(DATA IN THIS EXERCISE Opens)

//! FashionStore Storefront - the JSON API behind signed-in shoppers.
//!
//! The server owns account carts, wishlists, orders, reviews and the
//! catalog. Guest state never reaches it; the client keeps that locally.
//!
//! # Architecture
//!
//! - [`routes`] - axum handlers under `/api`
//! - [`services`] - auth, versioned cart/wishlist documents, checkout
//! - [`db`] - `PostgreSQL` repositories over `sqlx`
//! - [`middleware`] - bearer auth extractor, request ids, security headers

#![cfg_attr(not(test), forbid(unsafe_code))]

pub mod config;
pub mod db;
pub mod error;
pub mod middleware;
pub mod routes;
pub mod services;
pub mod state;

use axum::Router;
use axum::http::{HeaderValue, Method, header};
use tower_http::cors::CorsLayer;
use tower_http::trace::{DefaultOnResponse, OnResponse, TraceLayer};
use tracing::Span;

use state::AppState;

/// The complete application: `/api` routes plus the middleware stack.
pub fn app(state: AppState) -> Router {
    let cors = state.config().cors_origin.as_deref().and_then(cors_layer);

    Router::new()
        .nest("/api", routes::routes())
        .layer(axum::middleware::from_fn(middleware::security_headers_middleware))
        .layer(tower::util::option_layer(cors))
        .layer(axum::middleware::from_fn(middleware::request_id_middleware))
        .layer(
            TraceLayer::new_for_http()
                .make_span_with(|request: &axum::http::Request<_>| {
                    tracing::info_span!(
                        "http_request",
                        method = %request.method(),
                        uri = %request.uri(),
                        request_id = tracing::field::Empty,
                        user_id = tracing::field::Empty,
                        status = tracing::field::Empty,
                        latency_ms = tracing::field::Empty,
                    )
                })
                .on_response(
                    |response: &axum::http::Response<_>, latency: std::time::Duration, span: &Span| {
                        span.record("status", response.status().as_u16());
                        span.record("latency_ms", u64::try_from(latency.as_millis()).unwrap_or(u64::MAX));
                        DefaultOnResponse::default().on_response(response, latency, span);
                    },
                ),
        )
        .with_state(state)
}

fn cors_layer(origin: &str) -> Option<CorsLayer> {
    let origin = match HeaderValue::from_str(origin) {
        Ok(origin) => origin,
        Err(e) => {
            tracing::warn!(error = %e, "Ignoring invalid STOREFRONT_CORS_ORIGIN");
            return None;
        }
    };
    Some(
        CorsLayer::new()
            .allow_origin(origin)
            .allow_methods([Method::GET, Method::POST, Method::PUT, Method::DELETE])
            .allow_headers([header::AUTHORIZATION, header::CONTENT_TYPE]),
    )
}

(DATA IN THIS EXERCISE Closes)
(DATA IN THIS EXERCISE Opens)

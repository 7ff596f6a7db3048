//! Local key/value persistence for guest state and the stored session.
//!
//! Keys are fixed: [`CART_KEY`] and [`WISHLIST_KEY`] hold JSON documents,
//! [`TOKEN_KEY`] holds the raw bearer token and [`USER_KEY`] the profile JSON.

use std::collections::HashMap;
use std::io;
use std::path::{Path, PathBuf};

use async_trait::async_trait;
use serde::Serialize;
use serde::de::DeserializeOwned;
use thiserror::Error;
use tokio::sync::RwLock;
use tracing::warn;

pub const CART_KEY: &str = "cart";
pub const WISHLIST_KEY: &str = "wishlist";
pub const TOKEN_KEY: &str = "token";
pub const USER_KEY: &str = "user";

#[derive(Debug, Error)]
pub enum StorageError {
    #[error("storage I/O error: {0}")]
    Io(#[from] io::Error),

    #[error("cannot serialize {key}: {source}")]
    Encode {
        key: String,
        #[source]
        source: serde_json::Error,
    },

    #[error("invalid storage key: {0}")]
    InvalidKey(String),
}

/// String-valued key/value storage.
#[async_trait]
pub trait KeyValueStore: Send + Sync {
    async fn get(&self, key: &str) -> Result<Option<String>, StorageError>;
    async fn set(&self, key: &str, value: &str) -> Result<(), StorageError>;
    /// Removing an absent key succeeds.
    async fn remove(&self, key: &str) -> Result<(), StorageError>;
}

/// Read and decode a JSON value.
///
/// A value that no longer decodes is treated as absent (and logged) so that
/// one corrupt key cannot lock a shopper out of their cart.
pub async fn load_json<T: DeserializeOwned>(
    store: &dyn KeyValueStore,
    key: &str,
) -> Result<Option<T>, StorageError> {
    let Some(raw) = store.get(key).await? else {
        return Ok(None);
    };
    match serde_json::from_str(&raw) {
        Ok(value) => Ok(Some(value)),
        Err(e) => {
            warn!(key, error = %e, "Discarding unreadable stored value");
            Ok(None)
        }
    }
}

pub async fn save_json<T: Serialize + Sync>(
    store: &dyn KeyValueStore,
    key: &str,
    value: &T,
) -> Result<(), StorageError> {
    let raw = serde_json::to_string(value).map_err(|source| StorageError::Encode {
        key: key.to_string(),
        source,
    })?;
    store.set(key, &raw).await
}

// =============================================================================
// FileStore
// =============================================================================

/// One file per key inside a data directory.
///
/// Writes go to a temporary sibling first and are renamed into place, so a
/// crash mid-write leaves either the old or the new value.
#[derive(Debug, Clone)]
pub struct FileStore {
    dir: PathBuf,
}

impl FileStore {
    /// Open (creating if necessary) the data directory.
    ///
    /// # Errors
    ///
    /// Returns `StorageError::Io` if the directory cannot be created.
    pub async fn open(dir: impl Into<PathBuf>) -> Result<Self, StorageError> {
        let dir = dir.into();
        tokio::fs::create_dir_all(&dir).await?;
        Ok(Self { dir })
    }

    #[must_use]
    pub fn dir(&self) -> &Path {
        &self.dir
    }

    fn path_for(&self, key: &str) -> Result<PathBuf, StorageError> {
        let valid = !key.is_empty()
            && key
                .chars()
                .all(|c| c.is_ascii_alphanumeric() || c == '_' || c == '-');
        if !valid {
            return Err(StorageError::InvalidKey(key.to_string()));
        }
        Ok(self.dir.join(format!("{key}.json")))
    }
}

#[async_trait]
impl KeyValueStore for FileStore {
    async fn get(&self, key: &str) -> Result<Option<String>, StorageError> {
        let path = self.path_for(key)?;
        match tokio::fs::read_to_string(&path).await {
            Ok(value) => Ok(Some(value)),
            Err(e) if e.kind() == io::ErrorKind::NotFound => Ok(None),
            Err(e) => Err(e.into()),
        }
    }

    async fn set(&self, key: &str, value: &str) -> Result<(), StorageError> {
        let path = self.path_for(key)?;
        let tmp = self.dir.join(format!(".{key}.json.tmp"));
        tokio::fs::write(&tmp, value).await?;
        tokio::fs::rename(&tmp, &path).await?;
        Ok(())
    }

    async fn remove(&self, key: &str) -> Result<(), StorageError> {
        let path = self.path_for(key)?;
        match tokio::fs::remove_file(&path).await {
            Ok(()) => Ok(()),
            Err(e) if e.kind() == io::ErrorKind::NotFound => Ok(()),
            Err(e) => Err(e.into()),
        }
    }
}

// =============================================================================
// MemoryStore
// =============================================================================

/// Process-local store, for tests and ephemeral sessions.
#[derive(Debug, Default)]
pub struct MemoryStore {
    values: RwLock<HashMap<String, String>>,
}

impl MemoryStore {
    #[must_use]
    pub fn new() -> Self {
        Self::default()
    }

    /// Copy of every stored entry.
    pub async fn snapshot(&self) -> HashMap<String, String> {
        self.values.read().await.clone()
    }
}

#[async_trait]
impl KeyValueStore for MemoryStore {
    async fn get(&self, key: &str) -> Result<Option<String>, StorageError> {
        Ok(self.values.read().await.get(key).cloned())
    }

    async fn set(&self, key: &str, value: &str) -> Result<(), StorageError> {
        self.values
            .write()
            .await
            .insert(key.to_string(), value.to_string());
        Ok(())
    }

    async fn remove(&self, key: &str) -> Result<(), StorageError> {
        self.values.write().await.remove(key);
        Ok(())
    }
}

(DATA IN THIS EXERCISE Closes)

▶ WHAT YOU WILL DO
Look through the data above. Find each line with the string "None" and copy it.

▶ FINISHED TASK
            return None;
        return Ok(None);
            Ok(None)
            Err(e) if e.kind() == io::ErrorKind::NotFound => Ok(None),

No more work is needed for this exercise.